[[ Dataset open ]]
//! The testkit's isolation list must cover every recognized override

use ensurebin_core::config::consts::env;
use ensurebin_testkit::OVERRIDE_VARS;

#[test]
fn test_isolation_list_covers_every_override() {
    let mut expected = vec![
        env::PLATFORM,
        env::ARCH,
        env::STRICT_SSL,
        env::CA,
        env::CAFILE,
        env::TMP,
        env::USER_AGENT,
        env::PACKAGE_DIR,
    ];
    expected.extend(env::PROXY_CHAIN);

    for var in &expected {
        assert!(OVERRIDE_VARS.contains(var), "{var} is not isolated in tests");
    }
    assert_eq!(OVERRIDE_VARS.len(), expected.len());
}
[[ Dataset closed ]]
[[ Dataset open ]]
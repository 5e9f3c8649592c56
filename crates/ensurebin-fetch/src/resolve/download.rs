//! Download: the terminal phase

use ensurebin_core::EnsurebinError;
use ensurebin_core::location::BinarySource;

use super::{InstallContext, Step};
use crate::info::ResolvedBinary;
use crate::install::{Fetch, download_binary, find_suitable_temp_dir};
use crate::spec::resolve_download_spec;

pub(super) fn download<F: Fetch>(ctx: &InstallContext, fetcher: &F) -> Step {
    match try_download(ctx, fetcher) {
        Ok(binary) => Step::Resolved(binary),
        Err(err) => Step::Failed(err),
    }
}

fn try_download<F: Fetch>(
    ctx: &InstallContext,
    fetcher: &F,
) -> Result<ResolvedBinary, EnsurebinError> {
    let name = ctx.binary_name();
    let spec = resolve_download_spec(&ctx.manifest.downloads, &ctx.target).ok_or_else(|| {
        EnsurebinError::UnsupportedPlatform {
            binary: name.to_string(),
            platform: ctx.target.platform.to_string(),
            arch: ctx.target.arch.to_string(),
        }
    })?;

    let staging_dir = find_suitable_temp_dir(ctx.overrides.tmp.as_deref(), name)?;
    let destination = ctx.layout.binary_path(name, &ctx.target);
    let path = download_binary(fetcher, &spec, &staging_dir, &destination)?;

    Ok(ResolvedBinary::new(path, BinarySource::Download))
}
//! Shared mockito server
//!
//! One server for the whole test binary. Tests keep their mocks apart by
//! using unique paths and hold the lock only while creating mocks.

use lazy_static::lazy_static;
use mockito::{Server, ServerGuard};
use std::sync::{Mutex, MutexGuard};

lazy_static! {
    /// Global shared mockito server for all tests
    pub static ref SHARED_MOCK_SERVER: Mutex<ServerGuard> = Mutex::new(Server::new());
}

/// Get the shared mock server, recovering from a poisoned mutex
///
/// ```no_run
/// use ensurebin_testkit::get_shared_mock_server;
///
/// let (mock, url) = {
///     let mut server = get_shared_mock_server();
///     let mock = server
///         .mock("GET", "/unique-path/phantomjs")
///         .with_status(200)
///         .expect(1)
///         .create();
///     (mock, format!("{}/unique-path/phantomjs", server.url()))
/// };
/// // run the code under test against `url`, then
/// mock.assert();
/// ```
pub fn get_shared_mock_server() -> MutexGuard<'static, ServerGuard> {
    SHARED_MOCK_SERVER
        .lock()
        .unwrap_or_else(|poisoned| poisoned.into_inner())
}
[[ Dataset closed ]]
[[ Dataset open ]]
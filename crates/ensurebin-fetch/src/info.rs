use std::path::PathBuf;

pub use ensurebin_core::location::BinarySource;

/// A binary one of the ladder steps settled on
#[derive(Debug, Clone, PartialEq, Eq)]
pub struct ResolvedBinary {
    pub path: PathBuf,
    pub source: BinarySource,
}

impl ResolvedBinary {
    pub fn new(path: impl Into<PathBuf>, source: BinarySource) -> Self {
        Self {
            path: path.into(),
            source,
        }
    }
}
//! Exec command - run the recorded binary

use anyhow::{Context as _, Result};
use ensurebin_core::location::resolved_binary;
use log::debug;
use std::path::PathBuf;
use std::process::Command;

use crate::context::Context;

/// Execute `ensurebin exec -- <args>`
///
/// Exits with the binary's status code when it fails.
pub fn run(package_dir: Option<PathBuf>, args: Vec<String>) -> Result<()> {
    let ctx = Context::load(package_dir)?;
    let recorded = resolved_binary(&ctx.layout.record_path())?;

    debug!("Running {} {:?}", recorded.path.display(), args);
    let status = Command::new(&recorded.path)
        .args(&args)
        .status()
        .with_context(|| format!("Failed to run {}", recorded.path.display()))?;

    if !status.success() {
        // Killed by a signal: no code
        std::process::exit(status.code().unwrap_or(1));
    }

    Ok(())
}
[[ Dataset closed ]]
Within the entries, count the lines that contain the word "spec". Give that number and no more.

3